PROBLEM DETAILS -
Verbatim transcription of the listing is needed.

(PROVIDED DATA Opens)

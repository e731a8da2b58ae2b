//! Named catalog entries (event types, room types, work request types, areas).
//!
//! # Invariants
//! - `name` is non-blank.
//! - `parent_id` is set iff the kind is scoped (`Area` → room).

use super::entity::{Entity, EntityId, EntityKind, InsertFields, Labelled, NamedEntity, ValidationError};
use serde::{Deserialize, Serialize};
use std::fmt::Debug;
use std::marker::PhantomData;
use uuid::Uuid;

/// Compile-time marker selecting one catalog kind.
pub trait CatalogKind: Debug + Clone + Copy + PartialEq + Eq {
    const KIND: EntityKind;
}

#[derive(Debug, Clone, Copy, PartialEq, Eq)]
pub struct EventTypeKind;

#[derive(Debug, Clone, Copy, PartialEq, Eq)]
pub struct RoomTypeKind;

#[derive(Debug, Clone, Copy, PartialEq, Eq)]
pub struct WorkRequestTypeKind;

#[derive(Debug, Clone, Copy, PartialEq, Eq)]
pub struct AreaKind;

impl CatalogKind for EventTypeKind {
    const KIND: EntityKind = EntityKind::EventType;
}

impl CatalogKind for RoomTypeKind {
    const KIND: EntityKind = EntityKind::RoomType;
}

impl CatalogKind for WorkRequestTypeKind {
    const KIND: EntityKind = EntityKind::WorkRequestType;
}

impl CatalogKind for AreaKind {
    const KIND: EntityKind = EntityKind::Area;
}

/// One named catalog row of kind `K`.
#[derive(Debug, Clone, PartialEq, Eq, Serialize, Deserialize)]
pub struct CatalogEntry<K: CatalogKind> {
    pub id: EntityId,
    pub name: String,
    /// Owning room for areas; `None` for unscoped kinds.
    pub parent_id: Option<EntityId>,
    #[serde(skip)]
    kind: PhantomData<K>,
}

pub type EventType = CatalogEntry<EventTypeKind>;
pub type RoomType = CatalogEntry<RoomTypeKind>;
pub type WorkRequestType = CatalogEntry<WorkRequestTypeKind>;
pub type Area = CatalogEntry<AreaKind>;

impl<K: CatalogKind> CatalogEntry<K> {
    /// Creates an unsaved, unscoped entry.
    pub fn new(name: impl Into<String>) -> Self {
        Self::from_parts(Uuid::nil(), name.into(), None)
    }

    /// Rebuilds an entry from persisted columns.
    pub fn from_parts(id: EntityId, name: String, parent_id: Option<EntityId>) -> Self {
        Self {
            id,
            name,
            parent_id,
            kind: PhantomData,
        }
    }
}

impl Area {
    /// Creates an unsaved area inside `room_id`.
    pub fn in_room(room_id: EntityId, name: impl Into<String>) -> Self {
        Self::from_parts(Uuid::nil(), name.into(), Some(room_id))
    }
}

impl<K: CatalogKind> Entity for CatalogEntry<K> {
    const KIND: EntityKind = K::KIND;

    fn id(&self) -> EntityId {
        self.id
    }

    fn with_id(mut self, id: EntityId) -> Self {
        self.id = id;
        self
    }

    fn validate(&self) -> Result<(), ValidationError> {
        if self.name.trim().is_empty() {
            return Err(ValidationError::BlankName { kind: K::KIND });
        }
        match (K::KIND.parent_column(), self.parent_id) {
            (Some(_), None) => Err(ValidationError::MissingParent { kind: K::KIND }),
            (None, Some(_)) => Err(ValidationError::UnexpectedParent { kind: K::KIND }),
            _ => Ok(()),
        }
    }
}

impl<K: CatalogKind> Labelled for CatalogEntry<K> {
    fn label(&self) -> &str {
        &self.name
    }
}

impl<K: CatalogKind> NamedEntity for CatalogEntry<K> {
    fn name(&self) -> &str {
        &self.name
    }

    fn set_name(&mut self, name: String) {
        self.name = name;
    }

    fn parent_id(&self) -> Option<EntityId> {
        self.parent_id
    }

    fn draft(name: String, fields: InsertFields) -> Self {
        Self::from_parts(Uuid::nil(), name, fields.parent_id)
    }
}

#[cfg(test)]
mod tests {
    use super::{Area, EventType, RoomType};
    use crate::model::entity::{Entity, EntityKind, ValidationError};
    use uuid::Uuid;

    #[test]
    fn blank_name_is_rejected() {
        let entry = EventType::new("   ");
        assert_eq!(
            entry.validate(),
            Err(ValidationError::BlankName {
                kind: EntityKind::EventType
            })
        );
    }

    #[test]
    fn area_requires_parent_and_room_rejects_one() {
        let orphan = Area::new("Stage");
        assert!(matches!(
            orphan.validate(),
            Err(ValidationError::MissingParent { .. })
        ));
        assert!(Area::in_room(Uuid::new_v4(), "Stage").validate().is_ok());

        let mut room = RoomType::new("Hall");
        room.parent_id = Some(Uuid::new_v4());
        assert!(matches!(
            room.validate(),
            Err(ValidationError::UnexpectedParent { .. })
        ));
    }
}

(PROVIDED DATA Closes)

SOLVED PROBLEM -
repository e731a8da2b58ae2b
//! Named catalog entries (event types, room types, work request types, areas).
//!
//! # Invariants
//! - `name` is non-blank.
//! - `parent_id` is set iff the kind is scoped (`Area` → room).

use super::entity::{Entity, EntityId, EntityKind, InsertFields, Labelled, NamedEntity, ValidationError};
use serde::{Deserialize, Serialize};
use std::fmt::Debug;
use std::marker::PhantomData;
use uuid::Uuid;

/// Compile-time marker selecting one catalog kind.
pub trait CatalogKind: Debug + Clone + Copy + PartialEq + Eq {
    const KIND: EntityKind;
}

#[derive(Debug, Clone, Copy, PartialEq, Eq)]
pub struct EventTypeKind;

#[derive(Debug, Clone, Copy, PartialEq, Eq)]
pub struct RoomTypeKind;

#[derive(Debug, Clone, Copy, PartialEq, Eq)]
pub struct WorkRequestTypeKind;

#[derive(Debug, Clone, Copy, PartialEq, Eq)]
pub struct AreaKind;

impl CatalogKind for EventTypeKind {
    const KIND: EntityKind = EntityKind::EventType;
}

impl CatalogKind for RoomTypeKind {
    const KIND: EntityKind = EntityKind::RoomType;
}

impl CatalogKind for WorkRequestTypeKind {
    const KIND: EntityKind = EntityKind::WorkRequestType;
}

impl CatalogKind for AreaKind {
    const KIND: EntityKind = EntityKind::Area;
}

/// One named catalog row of kind `K`.
#[derive(Debug, Clone, PartialEq, Eq, Serialize, Deserialize)]
pub struct CatalogEntry<K: CatalogKind> {
    pub id: EntityId,
    pub name: String,
    /// Owning room for areas; `None` for unscoped kinds.
    pub parent_id: Option<EntityId>,
    #[serde(skip)]
    kind: PhantomData<K>,
}

pub type EventType = CatalogEntry<EventTypeKind>;
pub type RoomType = CatalogEntry<RoomTypeKind>;
pub type WorkRequestType = CatalogEntry<WorkRequestTypeKind>;
pub type Area = CatalogEntry<AreaKind>;

impl<K: CatalogKind> CatalogEntry<K> {
    /// Creates an unsaved, unscoped entry.
    pub fn new(name: impl Into<String>) -> Self {
        Self::from_parts(Uuid::nil(), name.into(), None)
    }

    /// Rebuilds an entry from persisted columns.
    pub fn from_parts(id: EntityId, name: String, parent_id: Option<EntityId>) -> Self {
        Self {
            id,
            name,
            parent_id,
            kind: PhantomData,
        }
    }
}

impl Area {
    /// Creates an unsaved area inside `room_id`.
    pub fn in_room(room_id: EntityId, name: impl Into<String>) -> Self {
        Self::from_parts(Uuid::nil(), name.into(), Some(room_id))
    }
}

impl<K: CatalogKind> Entity for CatalogEntry<K> {
    const KIND: EntityKind = K::KIND;

    fn id(&self) -> EntityId {
        self.id
    }

    fn with_id(mut self, id: EntityId) -> Self {
        self.id = id;
        self
    }

    fn validate(&self) -> Result<(), ValidationError> {
        if self.name.trim().is_empty() {
            return Err(ValidationError::BlankName { kind: K::KIND });
        }
        match (K::KIND.parent_column(), self.parent_id) {
            (Some(_), None) => Err(ValidationError::MissingParent { kind: K::KIND }),
            (None, Some(_)) => Err(ValidationError::UnexpectedParent { kind: K::KIND }),
            _ => Ok(()),
        }
    }
}

impl<K: CatalogKind> Labelled for CatalogEntry<K> {
    fn label(&self) -> &str {
        &self.name
    }
}

impl<K: CatalogKind> NamedEntity for CatalogEntry<K> {
    fn name(&self) -> &str {
        &self.name
    }

    fn set_name(&mut self, name: String) {
        self.name = name;
    }

    fn parent_id(&self) -> Option<EntityId> {
        self.parent_id
    }

    fn draft(name: String, fields: InsertFields) -> Self {
        Self::from_parts(Uuid::nil(), name, fields.parent_id)
    }
}

#[cfg(test)]
mod tests {
    use super::{Area, EventType, RoomType};
    use crate::model::entity::{Entity, EntityKind, ValidationError};
    use uuid::Uuid;

    #[test]
    fn blank_name_is_rejected() {
        let entry = EventType::new("   ");
        assert_eq!(
            entry.validate(),
            Err(ValidationError::BlankName {
                kind: EntityKind::EventType
            })
        );
    }

    #[test]
    fn area_requires_parent_and_room_rejects_one() {
        let orphan = Area::new("Stage");
        assert!(matches!(
            orphan.validate(),
            Err(ValidationError::MissingParent { .. })
        ));
        assert!(Area::in_room(Uuid::new_v4(), "Stage").validate().is_ok());

        let mut room = RoomType::new("Hall");
        room.parent_id = Some(Uuid::new_v4());
        assert!(matches!(
            room.validate(),
            Err(ValidationError::UnexpectedParent { .. })
        ));
    }
}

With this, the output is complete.